Boston University long ago offered the advantages of its law-school to women, but they do not much avail themselves of this privilege. Lelia J. Robinson, in March, 1881, made her application for admission to the bar. In presenting her claim before the court, April 23, Mr. Charles R. Train admitted that it was a novel one; but in a very effective manner he went on to state the cogent reasons why a woman who had carefully prepared herself for the profession of the law should be permitted to practice in the courts. At the close, Chief-Justice Gray gave the opinion, informally, that the laws, as they now exist, preclude woman from being attorney-at-law; but he reserved the matter for the consideration of the full bench. The Supreme Judicial Court rendered an adverse decision. Petitions were then sent to the legislature of 1882, and that body passed an act[2] declaring that, "The provisions of law relating to the qualification and admission to practice of attorneys-at-law shall apply to women." The petition of Lelia Josephine Robinson to the Supreme Court was as follows:

1. The best administration of justice may be most safely secured by allowing the representation of all classes of the people in courts of justice.

2. To allow women to practice at the bar as attorneys is only to secure to the people the right to select their own counsel.
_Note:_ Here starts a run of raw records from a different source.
//! Relaybox outbox dispatcher core.
//!
//! Drains application-owned outbox tables and delivers each row at least
//! once to the downstream batch API, preserving FIFO order within a
//! `(type, message group)` stream. One replica polls at a time (leader
//! election lives in `rb-standby`); everything the leader holds in memory is
//! reconstructible from row status after a crash.
//!
//! Data flow: poller → global buffer → group distributor → per-group FIFO
//! worker → batch API client → repository. A timed recovery loop rewinds
//! rows that got stuck along the way.

pub mod api_client;
pub mod buffer;
pub mod dispatcher;
pub mod distributor;
pub mod group_processor;
pub mod metrics;
pub mod poller;
pub mod recovery;
pub mod repository;

#[cfg(feature = "sqlite")]
pub mod sqlite;
#[cfg(feature = "postgres")]
pub mod postgres;

pub use api_client::{BatchApi, BatchApiConfig, BatchResult, HttpBatchApiClient, ItemOutcome};
pub use buffer::{BufferFullError, GlobalBuffer, GlobalBufferConfig};
pub use dispatcher::{DispatcherConfig, OutboxDispatcher};
pub use distributor::{GroupDistributor, GroupDistributorConfig};
pub use group_processor::{GroupProcessorConfig, MessageGroupProcessor};
pub use metrics::{DispatcherMetrics, MetricsSnapshot};
pub use poller::{Poller, PollerConfig};
pub use recovery::{RecoveryConfig, RecoveryTask};
pub use repository::{OutboxRepository, OutboxTableConfig};

#[cfg(feature = "sqlite")]
pub use sqlite::SqliteOutboxRepository;
#[cfg(feature = "postgres")]
pub use postgres::PostgresOutboxRepository;
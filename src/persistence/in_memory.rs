//! In-process reference backend.

use async_trait::async_trait;
use tokio::sync::RwLock;
use uuid::Uuid;

use crate::domain::{RepositoryError, StatusFilter, TodoItem, TodoPayload, TodoRepository};

/// Todo storage held in a single ordered collection.
///
/// Lookups are linear scans. All access goes through one `RwLock`, so the
/// position found by a scan is still valid when it is used.
#[derive(Debug, Default)]
pub struct InMemoryTodoRepository {
    todos: RwLock<Vec<TodoItem>>,
}

impl InMemoryTodoRepository {
    pub fn new() -> Self {
        Self::default()
    }

    /// Repository pre-populated with three demo items.
    pub fn with_seed_data() -> Self {
        Self::from_items(vec![
            TodoItem {
                id: "00000000-0000-4000-a000-000000000001".to_string(),
                title: "Cleaning".to_string(),
                content: "Clean the house".to_string(),
                done: true,
            },
            TodoItem {
                id: "00000000-0000-4000-a000-000000000002".to_string(),
                title: "Laundry".to_string(),
                content: "Do the laundry".to_string(),
                done: false,
            },
            TodoItem {
                id: "00000000-0000-4000-a000-000000000003".to_string(),
                title: "Cooking".to_string(),
                content: "Cook dinner".to_string(),
                done: false,
            },
        ])
    }

    pub fn from_items(items: Vec<TodoItem>) -> Self {
        Self {
            todos: RwLock::new(items),
        }
    }

    pub async fn len(&self) -> usize {
        self.todos.read().await.len()
    }

    pub async fn is_empty(&self) -> bool {
        self.todos.read().await.is_empty()
    }
}

fn position(todos: &[TodoItem], id: &str) -> Result<usize, RepositoryError> {
    todos
        .iter()
        .position(|t| t.id == id)
        .ok_or(RepositoryError::NotFound)
}

#[async_trait]
impl TodoRepository for InMemoryTodoRepository {
    fn backend(&self) -> &'static str {
        "in_memory"
    }

    async fn find_all(&self, filter: StatusFilter) -> Result<Vec<TodoItem>, RepositoryError> {
        let todos = self.todos.read().await;
        Ok(todos.iter().filter(|t| filter.matches(t)).cloned().collect())
    }

    async fn find_by_id(&self, id: &str) -> Result<TodoItem, RepositoryError> {
        let todos = self.todos.read().await;
        let i = position(&todos, id)?;
        Ok(todos[i].clone())
    }

    async fn create(&self, payload: TodoPayload) -> Result<TodoItem, RepositoryError> {
        let item = payload.into_item(Uuid::new_v4().to_string());
        self.todos.write().await.push(item.clone());
        Ok(item)
    }

    async fn update(&self, id: &str, payload: TodoPayload) -> Result<TodoItem, RepositoryError> {
        let mut todos = self.todos.write().await;
        let i = position(&todos, id)?;
        todos[i] = payload.into_item(id);
        Ok(todos[i].clone())
    }

    async fn delete(&self, id: &str) -> Result<(), RepositoryError> {
        let mut todos = self.todos.write().await;
        let i = position(&todos, id)?;
        todos.remove(i);
        Ok(())
    }
}

#[cfg(test)]
mod tests {
    use super::*;

    #[tokio::test]
    async fn create_mints_fresh_id() {
        let repo = InMemoryTodoRepository::new();
        let mut payload = TodoPayload::new("a", "b", false);
        payload.id = Some("client-chosen".to_string());

        let created = repo.create(payload).await.unwrap();
        assert_ne!(created.id, "client-chosen");
        assert!(!created.id.is_empty());

        let fetched = repo.find_by_id(&created.id).await.unwrap();
        assert_eq!(fetched, created);
    }

    #[tokio::test]
    async fn update_keeps_identifier() {
        let repo = InMemoryTodoRepository::with_seed_data();
        let id = "00000000-0000-4000-a000-000000000002";
        let mut payload = TodoPayload::new("c", "d", true);
        payload.id = Some("other".to_string());

        let updated = repo.update(id, payload).await.unwrap();
        assert_eq!(updated.id, id);
        assert_eq!(updated.title, "c");
        assert!(updated.done);
        assert!(repo.find_by_id("other").await.unwrap_err().is_not_found());
    }

    #[tokio::test]
    async fn repeated_delete_reports_not_found() {
        let repo = InMemoryTodoRepository::with_seed_data();
        let id = "00000000-0000-4000-a000-000000000003";

        repo.delete(id).await.unwrap();
        assert!(repo.delete(id).await.unwrap_err().is_not_found());
        assert!(repo.delete(id).await.unwrap_err().is_not_found());
        assert_eq!(repo.len().await, 2);
    }

    #[tokio::test]
    async fn delete_last_item_leaves_empty_collection() {
        let repo = InMemoryTodoRepository::new();
        let item = repo.create(TodoPayload::new("x", "y", false)).await.unwrap();
        repo.delete(&item.id).await.unwrap();
        assert!(repo.is_empty().await);
        assert!(repo.update(&item.id, TodoPayload::default()).await.unwrap_err().is_not_found());
    }

    #[tokio::test]
    async fn find_all_applies_status_filter() {
        let repo = InMemoryTodoRepository::with_seed_data();

        assert_eq!(repo.find_all(StatusFilter::Any).await.unwrap().len(), 3);

        let done = repo.find_all(StatusFilter::Done).await.unwrap();
        assert_eq!(done.len(), 1);
        assert!(done.iter().all(|t| t.done));

        let open = repo.find_all(StatusFilter::NotDone).await.unwrap();
        assert_eq!(open.len(), 2);
        assert!(open.iter().all(|t| !t.done));
    }

    #[tokio::test]
    async fn concurrent_creates_are_all_kept() {
        let repo = std::sync::Arc::new(InMemoryTodoRepository::new());
        let mut handles = Vec::new();
        for i in 0..32 {
            let repo = repo.clone();
            handles.push(tokio::spawn(async move {
                repo.create(TodoPayload::new(format!("t{i}"), "", false)).await
            }));
        }
        for handle in handles {
            handle.await.unwrap().unwrap();
        }
        assert_eq!(repo.len().await, 32);
    }
}
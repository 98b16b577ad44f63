//! Live-server tests: startup, client round trips, graceful drain, teardown.

use std::sync::atomic::{AtomicBool, Ordering};
use std::sync::Arc;
use std::time::Duration;

use async_trait::async_trait;
use axum::{routing::get, Router};
use tokio::io::{AsyncReadExt, AsyncWriteExt};
use tokio::net::TcpStream;

use todo_api::config::TimeoutConfig;
use todo_api::domain::{RepositoryError, StatusFilter, TodoItem, TodoPayload, TodoRepository};
use todo_api::http::{DrainOutcome, HttpServer};
use todo_api::lifecycle::{
    Application, LifecycleError, LifecycleState, Shutdown, ShutdownError, StartupError,
};
use todo_api::net::{Listener, ListenerError};
use todo_api::persistence::InMemoryTodoRepository;
use todo_sdk::{ClientError, NewTodo, TodoClient};

mod common;
use common::{http_client, in_memory_repo, start_server, test_config};

#[derive(Clone, Copy)]
enum CloseBehavior {
    Ok,
    Fail,
    Hang,
}

/// In-memory store whose `close` is observable and scriptable.
struct ScriptedClose {
    inner: InMemoryTodoRepository,
    behavior: CloseBehavior,
    closed: Arc<AtomicBool>,
}

impl ScriptedClose {
    fn new(behavior: CloseBehavior) -> (Self, Arc<AtomicBool>) {
        let closed = Arc::new(AtomicBool::new(false));
        let repo = Self {
            inner: InMemoryTodoRepository::new(),
            behavior,
            closed: closed.clone(),
        };
        (repo, closed)
    }
}

#[async_trait]
impl TodoRepository for ScriptedClose {
    fn backend(&self) -> &'static str {
        "scripted"
    }

    async fn find_all(&self, filter: StatusFilter) -> Result<Vec<TodoItem>, RepositoryError> {
        self.inner.find_all(filter).await
    }

    async fn find_by_id(&self, id: &str) -> Result<TodoItem, RepositoryError> {
        self.inner.find_by_id(id).await
    }

    async fn create(&self, payload: TodoPayload) -> Result<TodoItem, RepositoryError> {
        self.inner.create(payload).await
    }

    async fn update(&self, id: &str, payload: TodoPayload) -> Result<TodoItem, RepositoryError> {
        self.inner.update(id, payload).await
    }

    async fn delete(&self, id: &str) -> Result<(), RepositoryError> {
        self.inner.delete(id).await
    }

    async fn close(&self) -> Result<(), RepositoryError> {
        match self.behavior {
            CloseBehavior::Ok => {
                self.closed.store(true, Ordering::SeqCst);
                Ok(())
            }
            CloseBehavior::Fail => Err(RepositoryError::storage("connection reset")),
            CloseBehavior::Hang => {
                tokio::time::sleep(Duration::from_secs(60)).await;
                Ok(())
            }
        }
    }
}

#[tokio::test]
async fn sdk_round_trip_then_clean_shutdown() {
    let (repo, closed) = ScriptedClose::new(CloseBehavior::Ok);
    let server = start_server(test_config(), Arc::new(repo)).await;
    let client = TodoClient::with_client(http_client(), &server.base_url());

    let created = client
        .create(&NewTodo::new("write tests", "for the lifecycle", false))
        .await
        .unwrap();
    assert_eq!(created.title, "write tests");

    let fetched = client.get(&created.id).await.unwrap();
    assert_eq!(fetched, created);

    let updated = client
        .update(&created.id, &NewTodo::new("write tests", "done now", true))
        .await
        .unwrap();
    assert_eq!(updated.id, created.id);
    assert!(updated.done);

    let done = client.list(Some("done")).await.unwrap();
    assert_eq!(done.len(), 1);
    assert!(client.list(Some("undone")).await.unwrap().is_empty());

    client.delete(&created.id).await.unwrap();
    assert!(matches!(
        client.get(&created.id).await,
        Err(ClientError::NotFound)
    ));

    let mut state = server.state.clone();
    server.stop().await.unwrap();
    assert_eq!(*state.borrow_and_update(), LifecycleState::Closed);
    assert!(closed.load(Ordering::SeqCst));
}

#[tokio::test]
async fn stops_accepting_after_shutdown() {
    let server = start_server(test_config(), in_memory_repo()).await;
    let url = format!("{}/todos", server.base_url());
    let client = http_client();

    assert!(client.get(&url).send().await.unwrap().status().is_success());

    server.stop().await.unwrap();
    assert!(client.get(&url).send().await.is_err());
}

#[tokio::test]
async fn shutdown_trigger_is_idempotent() {
    let server = start_server(test_config(), in_memory_repo()).await;
    assert!(server.shutdown.trigger());
    assert!(!server.shutdown.trigger());
    server.stop().await.unwrap();
}

fn slow_router(delay: Duration) -> Router {
    Router::new().route(
        "/slow",
        get(move || async move {
            tokio::time::sleep(delay).await;
            "finished"
        }),
    )
}

async fn spawn_server(
    router: Router,
    drain_secs: u64,
) -> (std::net::SocketAddr, Shutdown, tokio::task::JoinHandle<DrainOutcome>) {
    let config = test_config();
    let timeouts = TimeoutConfig {
        shutdown_drain_secs: drain_secs,
        ..config.timeouts.clone()
    };
    let listener = Listener::bind(&config.listener).await.unwrap();
    let addr = listener.local_addr().unwrap();
    let shutdown = Shutdown::new();
    let server = HttpServer::with_router(router, &timeouts);
    let handle = tokio::spawn(server.run(listener, shutdown.subscribe()));
    (addr, shutdown, handle)
}

#[tokio::test]
async fn drain_lets_in_flight_request_finish() {
    let (addr, shutdown, handle) = spawn_server(slow_router(Duration::from_millis(500)), 5).await;

    let request = tokio::spawn(async move {
        http_client()
            .get(format!("http://{addr}/slow"))
            .send()
            .await?
            .text()
            .await
    });

    tokio::time::sleep(Duration::from_millis(150)).await;
    shutdown.trigger();

    let body = request.await.unwrap().unwrap();
    assert_eq!(body, "finished");
    assert_eq!(handle.await.unwrap(), DrainOutcome::Completed);
}

#[tokio::test]
async fn drain_gives_up_after_timeout() {
    let (addr, shutdown, handle) = spawn_server(slow_router(Duration::from_secs(30)), 1).await;

    let _request = tokio::spawn(async move {
        http_client().get(format!("http://{addr}/slow")).send().await
    });

    tokio::time::sleep(Duration::from_millis(150)).await;
    let started = tokio::time::Instant::now();
    shutdown.trigger();

    let outcome = handle.await.unwrap();
    assert_eq!(outcome, DrainOutcome::TimedOut { remaining: 1 });
    assert!(started.elapsed() < Duration::from_secs(5));
}

#[tokio::test]
async fn storage_close_failure_is_reported() {
    let (repo, _) = ScriptedClose::new(CloseBehavior::Fail);
    let server = start_server(test_config(), Arc::new(repo)).await;
    let mut state = server.state.clone();

    let result = server.stop().await;
    assert!(matches!(result, Err(ShutdownError::StorageClose(_))));
    assert_eq!(*state.borrow_and_update(), LifecycleState::Closed);
}

#[tokio::test]
async fn storage_close_timeout_is_reported() {
    let (repo, _) = ScriptedClose::new(CloseBehavior::Hang);
    let server = start_server(test_config(), Arc::new(repo)).await;

    let result = server.stop().await;
    assert!(matches!(
        result,
        Err(ShutdownError::StorageCloseTimeout(limit)) if limit == Duration::from_secs(1)
    ));
}

#[tokio::test]
async fn bind_conflict_fails_startup_and_releases_storage() {
    let occupied = std::net::TcpListener::bind("127.0.0.1:0").unwrap();
    let mut config = test_config();
    config.listener.bind_address = occupied.local_addr().unwrap().to_string();

    let (repo, closed) = ScriptedClose::new(CloseBehavior::Ok);
    let app = Application::with_repository(config, Arc::new(repo));
    let state = app.state();

    let result = app.run(Shutdown::new()).await;
    assert!(matches!(
        result,
        Err(LifecycleError::Startup(StartupError::Listener(ListenerError::Bind { .. })))
    ));
    assert!(closed.load(Ordering::SeqCst));
    assert_eq!(*state.borrow(), LifecycleState::Closed);
}

#[tokio::test]
async fn shutdown_before_listening_still_closes() {
    let (repo, closed) = ScriptedClose::new(CloseBehavior::Ok);
    let app = Application::with_repository(test_config(), Arc::new(repo));
    let state = app.state();
    let shutdown = Shutdown::new();
    shutdown.trigger();

    tokio::time::timeout(Duration::from_secs(5), app.run(shutdown))
        .await
        .unwrap()
        .unwrap();
    assert!(closed.load(Ordering::SeqCst));
    assert_eq!(*state.borrow(), LifecycleState::Closed);
}

/// Reads until EOF or error; `None` if the peer kept the socket open past `wait`.
async fn closed_within(stream: &mut TcpStream, wait: Duration) -> Option<Duration> {
    let started = tokio::time::Instant::now();
    let mut buf = [0u8; 256];
    let outcome = tokio::time::timeout(wait, async {
        loop {
            match stream.read(&mut buf).await {
                Ok(0) | Err(_) => break,
                Ok(_) => continue,
            }
        }
    })
    .await;
    outcome.ok().map(|_| started.elapsed())
}

#[tokio::test]
async fn silent_connection_is_closed_after_header_timeout() {
    let mut config = test_config();
    config.timeouts.read_header_secs = 1;
    let server = start_server(config, in_memory_repo()).await;

    let mut silent = TcpStream::connect(server.addr).await.unwrap();
    let elapsed = closed_within(&mut silent, Duration::from_secs(4))
        .await
        .expect("silent connection was not closed");
    assert!(elapsed >= Duration::from_millis(900));

    server.stop().await.unwrap();
}

#[tokio::test]
async fn stalled_headers_are_closed_after_header_timeout() {
    let mut config = test_config();
    config.timeouts.read_header_secs = 1;
    let server = start_server(config, in_memory_repo()).await;

    let mut partial = TcpStream::connect(server.addr).await.unwrap();
    partial
        .write_all(b"GET /api/v1/todos HTTP/1.1\r\nHost: localhost\r\n")
        .await
        .unwrap();
    assert!(closed_within(&mut partial, Duration::from_secs(4)).await.is_some());

    server.stop().await.unwrap();
}

#[tokio::test]
async fn idle_connections_release_their_slots() {
    let mut config = test_config();
    config.timeouts.read_header_secs = 1;
    config.listener.max_connections = 2;
    let server = start_server(config, in_memory_repo()).await;

    let _first = TcpStream::connect(server.addr).await.unwrap();
    let _second = TcpStream::connect(server.addr).await.unwrap();

    let url = format!("{}/todos", server.base_url());
    let response = tokio::time::timeout(Duration::from_secs(5), http_client().get(&url).send())
        .await
        .expect("request starved by idle connections")
        .unwrap();
    assert!(response.status().is_success());

    server.stop().await.unwrap();
}
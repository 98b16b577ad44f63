//! Configuration validation.
//!
//! # Responsibilities
//! - Semantic validation (serde handles syntactic)
//! - Validate value ranges (timeouts > 0, addresses parse)
//!
//! # Design Decisions
//! - Returns all validation errors, not just first
//! - Validation is pure function: AppConfig → Result<(), Vec<ValidationError>>
//! - Runs before config is accepted into the system

use std::net::SocketAddr;

use thiserror::Error;

use crate::config::schema::{AppConfig, StorageBackend};

/// A single semantic problem in the configuration.
#[derive(Debug, Clone, PartialEq, Eq, Error)]
#[error("{field}: {message}")]
pub struct ValidationError {
    pub field: &'static str,
    pub message: String,
}

impl ValidationError {
    fn new(field: &'static str, message: impl Into<String>) -> Self {
        Self {
            field,
            message: message.into(),
        }
    }
}

pub fn validate_config(config: &AppConfig) -> Result<(), Vec<ValidationError>> {
    let mut errors = Vec::new();

    if config.listener.bind_address.parse::<SocketAddr>().is_err() {
        errors.push(ValidationError::new(
            "listener.bind_address",
            format!("'{}' is not a socket address", config.listener.bind_address),
        ));
    }
    if config.listener.max_connections == 0 {
        errors.push(ValidationError::new("listener.max_connections", "must be > 0"));
    }
    let base = &config.listener.base_path;
    if !base.starts_with('/') || (base.len() > 1 && base.ends_with('/')) || base == "/" {
        errors.push(ValidationError::new(
            "listener.base_path",
            "must start with '/' and not end with '/'",
        ));
    }

    let timeouts = [
        ("timeouts.read_header_secs", config.timeouts.read_header_secs),
        ("timeouts.request_secs", config.timeouts.request_secs),
        ("timeouts.shutdown_drain_secs", config.timeouts.shutdown_drain_secs),
        ("timeouts.storage_close_secs", config.timeouts.storage_close_secs),
        ("storage.connect_timeout_secs", config.storage.connect_timeout_secs),
    ];
    for (field, value) in timeouts {
        if value == 0 {
            errors.push(ValidationError::new(field, "must be > 0"));
        }
    }

    if config.storage.backend == StorageBackend::Postgres {
        if config.storage.database_url.trim().is_empty() {
            errors.push(ValidationError::new("storage.database_url", "required for postgres"));
        }
        if config.storage.max_connections == 0 {
            errors.push(ValidationError::new("storage.max_connections", "must be > 0"));
        }
    }

    if config.limits.max_body_bytes == 0 {
        errors.push(ValidationError::new("limits.max_body_bytes", "must be > 0"));
    }

    if errors.is_empty() {
        Ok(())
    } else {
        Err(errors)
    }
}
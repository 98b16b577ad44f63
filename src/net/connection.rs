//! Connection lifecycle tracking.
//!
//! # Responsibilities
//! - Generate unique connection IDs for tracing
//! - Count open connections so the drain phase can report progress

use std::sync::atomic::{AtomicU64, Ordering};
use std::sync::Arc;

/// Global atomic counter for connection IDs.
static CONNECTION_ID_COUNTER: AtomicU64 = AtomicU64::new(1);

/// Unique identifier for a connection.
#[derive(Debug, Clone, Copy, PartialEq, Eq, Hash)]
pub struct ConnectionId(u64);

impl ConnectionId {
    /// Generate a new unique connection ID.
    pub fn new() -> Self {
        Self(CONNECTION_ID_COUNTER.fetch_add(1, Ordering::Relaxed))
    }
}

impl Default for ConnectionId {
    fn default() -> Self {
        Self::new()
    }
}

impl std::fmt::Display for ConnectionId {
    fn fmt(&self, f: &mut std::fmt::Formatter<'_>) -> std::fmt::Result {
        write!(f, "conn-{}", self.0)
    }
}

/// Counts open connections.
#[derive(Debug, Clone, Default)]
pub struct ConnectionTracker {
    active_count: Arc<AtomicU64>,
}

impl ConnectionTracker {
    pub fn new() -> Self {
        Self::default()
    }

    /// Record a new active connection. Returns a guard that decrements on drop.
    pub fn track(&self) -> ConnectionGuard {
        self.active_count.fetch_add(1, Ordering::SeqCst);
        let id = ConnectionId::new();
        tracing::trace!(connection_id = %id, "Connection opened");
        ConnectionGuard {
            active_count: Arc::clone(&self.active_count),
            id,
        }
    }

    pub fn active_count(&self) -> u64 {
        self.active_count.load(Ordering::SeqCst)
    }
}

/// Guard that tracks a connection's lifetime.
/// Decrements active count when dropped.
#[derive(Debug)]
pub struct ConnectionGuard {
    active_count: Arc<AtomicU64>,
    id: ConnectionId,
}

impl ConnectionGuard {
    pub fn id(&self) -> ConnectionId {
        self.id
    }
}

impl Drop for ConnectionGuard {
    fn drop(&mut self) {
        self.active_count.fetch_sub(1, Ordering::SeqCst);
        tracing::trace!(connection_id = %self.id, "Connection closed");
    }
}
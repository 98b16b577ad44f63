//! Todo CRUD service library.

pub mod config;
pub mod domain;
pub mod http;
pub mod lifecycle;
pub mod net;
pub mod observability;
pub mod persistence;
pub mod usecase;

pub use config::schema::AppConfig;
pub use http::HttpServer;
pub use lifecycle::{Application, Shutdown};
//! Observability subsystem.
//!
//! # Data Flow
//! ```text
//! All subsystems produce:
//!     → tracing events with structured fields
//!     → nested in the trace_context span when the caller sent `traceparent`
//!
//! logging.rs:
//!     → EnvFilter (RUST_LOG or configured level)
//!     → JSON (production) or pretty (development) formatter on stdout
//! ```
//!
//! # Design Decisions
//! - Structured logging (JSON) for machine parsing
//! - Panics are routed through tracing so they land in the same log stream

pub mod logging;
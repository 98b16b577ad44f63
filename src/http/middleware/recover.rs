//! Panic recovery.
//!
//! Used as the custom handler of `tower_http::catch_panic::CatchPanicLayer`.
//! The panic payload is logged in full; the client only sees a generic 500.

use std::any::Any;

use axum::response::{IntoResponse, Response};

use crate::http::error::ApiError;
use crate::observability::logging::panic_message;

pub fn handle_panic(payload: Box<dyn Any + Send + 'static>) -> Response {
    let message = panic_message(&*payload);
    tracing::error!(panic = %message, "Recovered from panic while handling request");
    ApiError::Internal.into_response()
}
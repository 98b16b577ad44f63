//! Use-case layer.
//!
//! One operation object per CRUD verb. Each wraps exactly one repository
//! call and returns its outcome unchanged; this is the seam where the storage
//! backend is swapped without touching the HTTP layer.

use crate::domain::{
    RepositoryError, SharedRepository, StatusFilter, TodoItem, TodoPayload,
};

/// Lists items matching a status filter.
#[derive(Clone)]
pub struct ListTodos {
    repo: SharedRepository,
}

impl ListTodos {
    pub fn new(repo: SharedRepository) -> Self {
        Self { repo }
    }

    pub async fn execute(&self, filter: StatusFilter) -> Result<Vec<TodoItem>, RepositoryError> {
        self.repo.find_all(filter).await
    }
}

/// Fetches one item by identifier.
#[derive(Clone)]
pub struct GetTodo {
    repo: SharedRepository,
}

impl GetTodo {
    pub fn new(repo: SharedRepository) -> Self {
        Self { repo }
    }

    pub async fn execute(&self, id: &str) -> Result<TodoItem, RepositoryError> {
        self.repo.find_by_id(id).await
    }
}

#[derive(Clone)]
pub struct CreateTodo {
    repo: SharedRepository,
}

impl CreateTodo {
    pub fn new(repo: SharedRepository) -> Self {
        Self { repo }
    }

    pub async fn execute(&self, payload: TodoPayload) -> Result<TodoItem, RepositoryError> {
        self.repo.create(payload).await
    }
}

#[derive(Clone)]
pub struct UpdateTodo {
    repo: SharedRepository,
}

impl UpdateTodo {
    pub fn new(repo: SharedRepository) -> Self {
        Self { repo }
    }

    pub async fn execute(&self, id: &str, payload: TodoPayload) -> Result<TodoItem, RepositoryError> {
        self.repo.update(id, payload).await
    }
}

#[derive(Clone)]
pub struct DeleteTodo {
    repo: SharedRepository,
}

impl DeleteTodo {
    pub fn new(repo: SharedRepository) -> Self {
        Self { repo }
    }

    pub async fn execute(&self, id: &str) -> Result<(), RepositoryError> {
        self.repo.delete(id).await
    }
}

/// All five use cases, wired to the same repository.
///
/// Injected into the controller as router state.
#[derive(Clone)]
pub struct TodoUseCases {
    pub list: ListTodos,
    pub get: GetTodo,
    pub create: CreateTodo,
    pub update: UpdateTodo,
    pub delete: DeleteTodo,
}

impl TodoUseCases {
    pub fn new(repo: SharedRepository) -> Self {
        Self {
            list: ListTodos::new(repo.clone()),
            get: GetTodo::new(repo.clone()),
            create: CreateTodo::new(repo.clone()),
            update: UpdateTodo::new(repo.clone()),
            delete: DeleteTodo::new(repo),
        }
    }
}
//! Storage contract for todo items.

use std::sync::Arc;

use async_trait::async_trait;

use crate::domain::error::RepositoryError;
use crate::domain::model::{StatusFilter, TodoItem, TodoPayload};

/// Handle shared between the use cases and the lifecycle manager.
pub type SharedRepository = Arc<dyn TodoRepository>;

/// Polymorphic storage backend.
///
/// Every implementation must report a missing identifier as
/// [`RepositoryError::NotFound`] and any other fault as
/// [`RepositoryError::Storage`].
#[async_trait]
pub trait TodoRepository: Send + Sync + 'static {
    /// Short backend name for logs.
    fn backend(&self) -> &'static str;

    /// All items matching `filter`. Order is unspecified.
    async fn find_all(&self, filter: StatusFilter) -> Result<Vec<TodoItem>, RepositoryError>;

    async fn find_by_id(&self, id: &str) -> Result<TodoItem, RepositoryError>;

    /// Persist a new item under a freshly minted identifier.
    async fn create(&self, payload: TodoPayload) -> Result<TodoItem, RepositoryError>;

    /// Replace title, content and done wholesale, keeping `id`.
    async fn update(&self, id: &str, payload: TodoPayload) -> Result<TodoItem, RepositoryError>;

    async fn delete(&self, id: &str) -> Result<(), RepositoryError>;

    /// Release the backend connection.
    async fn close(&self) -> Result<(), RepositoryError> {
        Ok(())
    }
}
//! Network layer subsystem.
//!
//! # Data Flow
//! ```text
//! Incoming TCP connection
//!     → listener.rs (accept, connection limits)
//!     → connection.rs (lifecycle tracking for drain)
//!     → Hand off to HTTP layer
//! ```
//!
//! # Design Decisions
//! - Bounded accept prevents resource exhaustion
//! - Each connection tracked so shutdown can report what it is waiting on

pub mod connection;
pub mod listener;

pub use connection::{ConnectionGuard, ConnectionId, ConnectionTracker};
pub use listener::{ConnectionPermit, Listener, ListenerError};
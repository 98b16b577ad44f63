//! Configuration management subsystem.
//!
//! # Data Flow
//! ```text
//! config file (TOML, optional)
//!     → loader.rs (parse & deserialize, environment overrides)
//!     → validation.rs (semantic checks)
//!     → AppConfig (validated, immutable)
//!     → passed by reference to startup, cloned into subsystems
//! ```
//!
//! # Design Decisions
//! - Config is immutable once loaded
//! - All fields have defaults to allow minimal configs
//! - Validation separates syntactic (serde) from semantic checks

pub mod loader;
pub mod schema;
pub mod validation;

pub use loader::{load_config, ConfigError};
pub use schema::{
    AppConfig, LimitsConfig, ListenerConfig, LogFormat, ObservabilityConfig, StorageBackend,
    StorageConfig, TimeoutConfig,
};
pub use validation::{validate_config, ValidationError};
It is to give the women of Massachusetts the opportunity of consulting members of their own sex for that advice and assistance which none but authorized attorneys and counsellors are legally qualified to give.

3. To exclude women from the bar would be to do an injustice to the community, in preventing free and wholesome competition of existing talent, and to do still greater injustice to those women who are qualified for the profession, by shutting them out from an honorable and remunerative means of gaining a livelihood.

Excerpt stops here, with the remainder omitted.